Таким образом, в творчестве английского правоведа совместились методологические приемы исследования современного ему утилитаризма и позитивизма, для которых был характерным акцент на эмпирических особенностях права. Эмпирическое познание права предполагалось осуществлять на основе чисто юридических критериев, обособленных от моральных оценок права, а также от социально-политических его характеристик, столь присущих естественно-правовой традиции обсуждения проблематики права и правоведения.

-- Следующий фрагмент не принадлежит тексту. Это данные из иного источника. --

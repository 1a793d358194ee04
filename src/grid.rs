//! Grid tiling.
//!
//! [`GridLayout`] maps `n` items onto a square `size × size` grid, where
//! `size = ceil(sqrt(n))`, filled row-major.  When `n` is not a perfect
//! square the trailing cells of the last row(s) stay empty.

/// An axis-aligned rectangle in surface coordinates.
#[derive(Debug, Clone, Copy, PartialEq)]
pub struct Rect {
    pub x: f64,
    pub y: f64,
    pub width: f64,
    pub height: f64,
}

impl Rect {
    pub fn new(x: f64, y: f64, width: f64, height: f64) -> Self {
        Self {
            x,
            y,
            width,
            height,
        }
    }

    /// Horizontal centre.
    pub fn center_x(&self) -> f64 {
        self.x + self.width / 2.0
    }

    /// The y coordinate at `fraction` of the height from the top.
    pub fn y_at(&self, fraction: f64) -> f64 {
        self.y + self.height * fraction
    }
}

/// Smallest `s` with `s * s >= n`, computed exactly on integers.
pub fn grid_size(n: usize) -> usize {
    if n == 0 {
        return 0;
    }
    let mut root = (n as f64).sqrt() as usize;
    // Correct any float rounding in either direction.
    while root * root > n {
        root -= 1;
    }
    while (root + 1) * (root + 1) <= n {
        root += 1;
    }
    if root * root == n {
        root
    } else {
        root + 1
    }
}

/// A square grid fitted to a surface.
#[derive(Debug, Clone, Copy, PartialEq)]
pub struct GridLayout {
    /// Cells per row and per column.
    size: usize,
    cell_width: f64,
    cell_height: f64,
}

impl GridLayout {
    /// Lay out `n` items over a `width × height` surface.
    ///
    /// Returns `None` when there is nothing to lay out (`n == 0`).
    pub fn new(n: usize, width: f64, height: f64) -> Option<Self> {
        let size = grid_size(n);
        if size == 0 {
            return None;
        }
        Some(Self {
            size,
            cell_width: width / size as f64,
            cell_height: height / size as f64,
        })
    }

    pub fn size(&self) -> usize {
        self.size
    }

    pub fn cell_width(&self) -> f64 {
        self.cell_width
    }

    pub fn cell_height(&self) -> f64 {
        self.cell_height
    }

    /// Row-major `(row, col)` of the item at `index`.
    pub fn position(&self, index: usize) -> (usize, usize) {
        (index / self.size, index % self.size)
    }

    /// Rectangle covered by the item at `index`.
    pub fn cell(&self, index: usize) -> Rect {
        let (row, col) = self.position(index);
        Rect::new(
            col as f64 * self.cell_width,
            row as f64 * self.cell_height,
            self.cell_width,
            self.cell_height,
        )
    }
}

В итоге право предстает в относительно определенной и легко обозреваемой совокупности правил, принципов и типологических делений. Если, по представлениям И. Бентама, право следует воспринимать как совокупность знаков, изданных или одобренных сувереном для регулирования должного поведения определенного класса лиц, находящихся под его властью, то, согласно Остину, такого суверена можно представить себе - в зависимости от обстоятельств - в виде не только лица, но и учреждения которое действительно, а не формально является сувереном для подвластных в данном политическом сообществе. Источником права, таким образом, является суверенная власть, причем важнейшей гарантией нормального функционирования права и самой суверенной власти выступает привычка большинства к повиновению. Нет поэтому, согласно Остину, оснований относить к разряду позитивного закона, к примеру, распоряжение оккупационных армейских властей, даже если они, и дают этому распоряжению наименование закона.

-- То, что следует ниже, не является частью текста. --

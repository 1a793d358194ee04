//! Heatmap renderer.
//!
//! [`render`] turns a [`QuoteTable`] and a surface size into a flat list of
//! [`DrawCommand`]s.  It is a pure function: the host executes the commands
//! after clearing the surface, so every pass is a full redraw.
//!
//! Each quote gets one cell, highest price first:
//!
//! ```text
//! ┌──────────┬──────────┐
//! │   BIT    │   ETH    │   1/4  symbol
//! │  +2.87%  │  +0.57%  │   1/2  change
//! │$20,000.00│$1,500.00 │   3/4  price
//! ├──────────┼──────────┤
//! │   …      │          │
//! ```

use crate::grid::{GridLayout, Rect};
use crate::quote::{AssetQuote, QuoteTable};
use log::debug;

/// Upper bound on the label font size, in points.
pub const MAX_TEXT_SIZE: f64 = 20.0;
/// How much smaller the price line is than the other two.
pub const PRICE_TEXT_SHRINK: u32 = 2;

/// An sRGB colour with components in `[0.0, 1.0]`.
#[derive(Debug, Clone, Copy, PartialEq)]
pub struct Color {
    pub r: f64,
    pub g: f64,
    pub b: f64,
}

impl Color {
    pub const fn rgb(r: u8, g: u8, b: u8) -> Self {
        Self {
            r: r as f64 / 255.0,
            g: g as f64 / 255.0,
            b: b as f64 / 255.0,
        }
    }

    /// Window and cell-outline background.
    pub const BACKGROUND: Color = Color::rgb(0x1e, 0x1e, 0x1e);
    /// Cell fill for a non-negative change.
    pub const GAIN: Color = Color::rgb(0x00, 0x80, 0x00);
    /// Cell fill for a negative change.
    pub const LOSS: Color = Color::rgb(0xff, 0x00, 0x00);
    pub const TEXT: Color = Color::rgb(0xff, 0xff, 0xff);
}

/// A single drawing primitive.
#[derive(Debug, Clone, PartialEq)]
pub enum DrawCommand {
    /// Fill `rect` and stroke its outline.
    Rect {
        rect: Rect,
        fill: Color,
        outline: Color,
        outline_width: f64,
    },
    /// Bold text centred on `(x, y)`.
    Text {
        x: f64,
        y: f64,
        text: String,
        size: u32,
        color: Color,
    },
}

/// Render at the default text scale.
pub fn render(quotes: &QuoteTable, width: f64, height: f64) -> Vec<DrawCommand> {
    render_scaled(quotes, width, height, 1.0)
}

/// Render with label sizes multiplied by `text_scale`.
///
/// Emits nothing while the surface is unsized (either side `<= 1`) or the
/// table is empty.
pub fn render_scaled(
    quotes: &QuoteTable,
    width: f64,
    height: f64,
    text_scale: f64,
) -> Vec<DrawCommand> {
    if width <= 1.0 || height <= 1.0 {
        debug!("surface not ready ({}x{}), skipping render", width, height);
        return Vec::new();
    }
    let layout = match GridLayout::new(quotes.len(), width, height) {
        Some(l) => l,
        None => {
            debug!("no quotes to render");
            return Vec::new();
        }
    };
    debug!(
        "rendering {} quote(s) on {}x{} as {}x{} grid",
        quotes.len(),
        width,
        height,
        layout.size(),
        layout.size()
    );

    let mut commands = Vec::with_capacity(quotes.len() * 4);
    for (i, quote) in quotes.sorted_by_price().into_iter().enumerate() {
        draw_cell(&mut commands, layout.cell(i), quote, text_scale);
    }
    commands
}

fn draw_cell(out: &mut Vec<DrawCommand>, rect: Rect, quote: &AssetQuote, text_scale: f64) {
    out.push(DrawCommand::Rect {
        rect,
        fill: cell_color(quote.percent_change),
        outline: Color::BACKGROUND,
        outline_width: 1.0,
    });

    let size = text_size(rect.width, rect.height, &quote.symbol, text_scale);
    let x = rect.center_x();
    let lines = [
        (0.25, quote.symbol.clone(), size),
        (0.5, format_change(quote.percent_change), size),
        (0.75, format_price(quote.price), size.saturating_sub(PRICE_TEXT_SHRINK)),
    ];
    for (fraction, text, size) in lines {
        out.push(DrawCommand::Text {
            x,
            y: rect.y_at(fraction),
            text,
            size,
            color: Color::TEXT,
        });
    }
}

/// Green for a non-negative change, red otherwise.
pub fn cell_color(percent_change: f64) -> Color {
    if percent_change >= 0.0 {
        Color::GAIN
    } else {
        Color::LOSS
    }
}

/// `floor(min(h / 5, w / symbol_len, 20) * scale)`.
pub fn text_size(cell_width: f64, cell_height: f64, symbol: &str, scale: f64) -> u32 {
    let symbol_len = symbol.chars().count().max(1) as f64;
    let base = (cell_height / 5.0)
        .min(cell_width / symbol_len)
        .min(MAX_TEXT_SIZE);
    (base * scale).floor().max(0.0) as u32
}

/// Signed change with two decimals, e.g. `+1.50%` or `-0.25%`.
pub fn format_change(percent_change: f64) -> String {
    let sign = if percent_change >= 0.0 { '+' } else { '-' };
    format!("{}{:.2}%", sign, percent_change.abs())
}

/// USD price with thousands separators, e.g. `$12,345.68`.
pub fn format_price(price: f64) -> String {
    let fixed = format!("{:.2}", price.abs());
    let (int_part, frac_part) = fixed.split_once('.').unwrap_or((fixed.as_str(), "00"));

    let mut grouped = String::with_capacity(int_part.len() + int_part.len() / 3);
    for (i, digit) in int_part.chars().enumerate() {
        if i > 0 && (int_part.len() - i) % 3 == 0 {
            grouped.push(',');
        }
        grouped.push(digit);
    }

    let sign = if price < 0.0 { "-" } else { "" };
    format!("{}${}.{}", sign, grouped, frac_part)
}

#[cfg(test)]
mod tests {
    use super::*;
    use crate::grid::grid_size;
    use crate::quote::DefaultQuoteTable;

    fn table(rows: &[(&str, f64, f64)]) -> QuoteTable {
        rows.iter()
            .map(|(id, price, change)| {
                AssetQuote::new(*id, *price, *change, AssetQuote::symbol_for(id))
            })
            .collect()
    }

    fn rects(cmds: &[DrawCommand]) -> Vec<(Rect, Color)> {
        cmds.iter()
            .filter_map(|c| match c {
                DrawCommand::Rect { rect, fill, .. } => Some((*rect, *fill)),
                _ => None,
            })
            .collect()
    }

    fn texts(cmds: &[DrawCommand]) -> Vec<(String, u32)> {
        cmds.iter()
            .filter_map(|c| match c {
                DrawCommand::Text { text, size, .. } => Some((text.clone(), *size)),
                _ => None,
            })
            .collect()
    }

    #[test]
    fn two_quotes_on_square_surface() {
        let q = table(&[("aaa", 100.0, 1.0), ("bbb", 50.0, -1.0)]);
        let cmds = render(&q, 200.0, 200.0);
        let r = rects(&cmds);
        assert_eq!(r.len(), 2, "bottom row stays undrawn");
        assert_eq!(r[0], (Rect::new(0.0, 0.0, 100.0, 100.0), Color::GAIN));
        assert_eq!(r[1], (Rect::new(100.0, 0.0, 100.0, 100.0), Color::LOSS));
        assert!(r.iter().all(|(rect, _)| rect.y < 100.0));
    }

    #[test]
    fn nine_quotes_fill_three_by_three() {
        let rows: Vec<(String, f64, f64)> =
            (0..9).map(|i| (format!("c{}", i), i as f64, 0.0)).collect();
        let q: QuoteTable = rows
            .iter()
            .map(|(id, p, c)| AssetQuote::new(id.clone(), *p, *c, "X"))
            .collect();
        let r = rects(&render(&q, 300.0, 300.0));
        assert_eq!(r.len(), 9);
        for row in 0..3 {
            for col in 0..3 {
                let origin = (col as f64 * 100.0, row as f64 * 100.0);
                assert!(
                    r.iter().any(|(rect, _)| (rect.x, rect.y) == origin),
                    "cell ({}, {}) not drawn",
                    row,
                    col
                );
            }
        }
    }

    #[test]
    fn degenerate_surface_renders_nothing() {
        let q = DefaultQuoteTable::builtin();
        assert!(render(q.table(), 1.0, 400.0).is_empty());
        assert!(render(q.table(), 400.0, 1.0).is_empty());
        assert!(render(q.table(), 0.0, 0.0).is_empty());
    }

    #[test]
    fn empty_table_renders_nothing() {
        assert!(render(&QuoteTable::new(), 400.0, 400.0).is_empty());
    }

    #[test]
    fn higher_price_gets_lower_index() {
        let q = table(&[
            ("low", 1.0, 0.0),
            ("high", 1000.0, 0.0),
            ("mid", 10.0, 0.0),
            ("top", 5000.0, 0.0),
            ("tiny", 0.01, 0.0),
        ]);
        let symbols: Vec<String> = texts(&render(&q, 300.0, 300.0))
            .into_iter()
            .step_by(3)
            .map(|(t, _)| t)
            .collect();
        assert_eq!(symbols, vec!["TOP", "HIG", "MID", "LOW", "TIN"]);
    }

    #[test]
    fn only_occupied_cells_are_drawn() {
        for n in 1..=20usize {
            let q: QuoteTable = (0..n)
                .map(|i| AssetQuote::new(format!("a{:02}", i), (n - i) as f64, 0.0, "A"))
                .collect();
            let cmds = render(&q, 500.0, 500.0);
            let r = rects(&cmds);
            let s = grid_size(n);
            assert_eq!(r.len(), n);
            assert_eq!(cmds.len(), n * 4);
            let cell = 500.0 / s as f64;
            for (i, (rect, _)) in r.iter().enumerate() {
                assert_eq!(rect.x, (i % s) as f64 * cell);
                assert_eq!(rect.y, (i / s) as f64 * cell);
            }
        }
    }

    #[test]
    fn labels_are_stacked_and_centred() {
        let q = table(&[("bitcoin", 64000.0, 2.5)]);
        let cmds = render(&q, 200.0, 400.0);
        let ys: Vec<(f64, f64)> = cmds
            .iter()
            .filter_map(|c| match c {
                DrawCommand::Text { x, y, .. } => Some((*x, *y)),
                _ => None,
            })
            .collect();
        assert_eq!(ys, vec![(100.0, 100.0), (100.0, 200.0), (100.0, 300.0)]);
        assert_eq!(
            texts(&cmds),
            vec![
                ("BIT".to_string(), 20),
                ("+2.50%".to_string(), 20),
                ("$64,000.00".to_string(), 18),
            ]
        );
    }

    #[test]
    fn text_size_is_capped_and_floored() {
        assert_eq!(text_size(1000.0, 1000.0, "BTC", 1.0), 20);
        assert_eq!(text_size(100.0, 52.0, "BTC", 1.0), 10);
        assert_eq!(text_size(31.0, 500.0, "BTC", 1.0), 10);
        assert_eq!(text_size(100.0, 100.0, "", 1.0), 20);
    }

    #[test]
    fn text_scale_multiplies_size() {
        assert_eq!(text_size(1000.0, 1000.0, "BTC", 1.5), 30);
        assert_eq!(text_size(100.0, 52.0, "BTC", 0.5), 5);
    }

    #[test]
    fn tiny_cells_do_not_underflow_price_size() {
        let q = table(&[("bitcoin", 1.0, 0.0)]);
        let t = texts(&render(&q, 4.0, 4.0));
        assert_eq!(t[0].1, 0);
        assert_eq!(t[2].1, 0);
    }

    #[test]
    fn change_formatting() {
        assert_eq!(format_change(1.0), "+1.00%");
        assert_eq!(format_change(0.0), "+0.00%");
        assert_eq!(format_change(-2.346), "-2.35%");
        assert_eq!(format_change(4.999), "+5.00%");
    }

    #[test]
    fn price_formatting() {
        assert_eq!(format_price(0.06), "$0.06");
        assert_eq!(format_price(150.0), "$150.00");
        assert_eq!(format_price(1500.0), "$1,500.00");
        assert_eq!(format_price(20000.0), "$20,000.00");
        assert_eq!(format_price(1234567.891), "$1,234,567.89");
        assert_eq!(format_price(999.999), "$1,000.00");
    }

    #[test]
    fn every_cell_has_background_outline() {
        let cmds = render(DefaultQuoteTable::builtin().table(), 400.0, 300.0);
        let outlines: Vec<(Color, f64)> = cmds
            .iter()
            .filter_map(|c| match c {
                DrawCommand::Rect {
                    outline,
                    outline_width,
                    ..
                } => Some((*outline, *outline_width)),
                _ => None,
            })
            .collect();
        assert_eq!(outlines.len(), 11);
        assert!(outlines.iter().all(|o| *o == (Color::BACKGROUND, 1.0)));
    }

    #[test]
    fn zero_change_is_green() {
        assert_eq!(cell_color(0.0), Color::GAIN);
        assert_eq!(cell_color(-0.01), Color::LOSS);
    }
}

В конструкции Остина суверен предстает воплощением всевластного учреждения, а норма права - нормой властного принуждения, или, говоря словами самого Остина, «правилом, установленным одним разумным существом, имеющим власть над другим разумным существом, для руководства им».[14] Приказ суверена, снабженный санкцией, и есть, по сути дела, правовая норма. По этой логике позитивными законами в строгом смысле этого слова должны считаться такие законы, которые предполагают возложение обязанностей и которые влекут определенные последствия, в том числе негативные в виде законного причинения вреда.
Таким образом, норма получает юридический характер только в том случае, когда некто, обладающий необходимыми властными возможностями и способностями, в состоянии придать ей обязывающую силу принуждения под угрозой причинить вред нарушителю данной нормы. Этим субъектом суверенных властных полномочий может быть не только человек, но и бог. Санкции, установленные позитивным законом, имеют характер юридический и политический одновременно, поскольку они реализуются на практике данным политическим сообществом в принудительном порядке. В этом смысле право в целом является приказом суверенной власти, устанавливающим обязанности и находящим гарантии их реализации в политических санкциях и принуждении.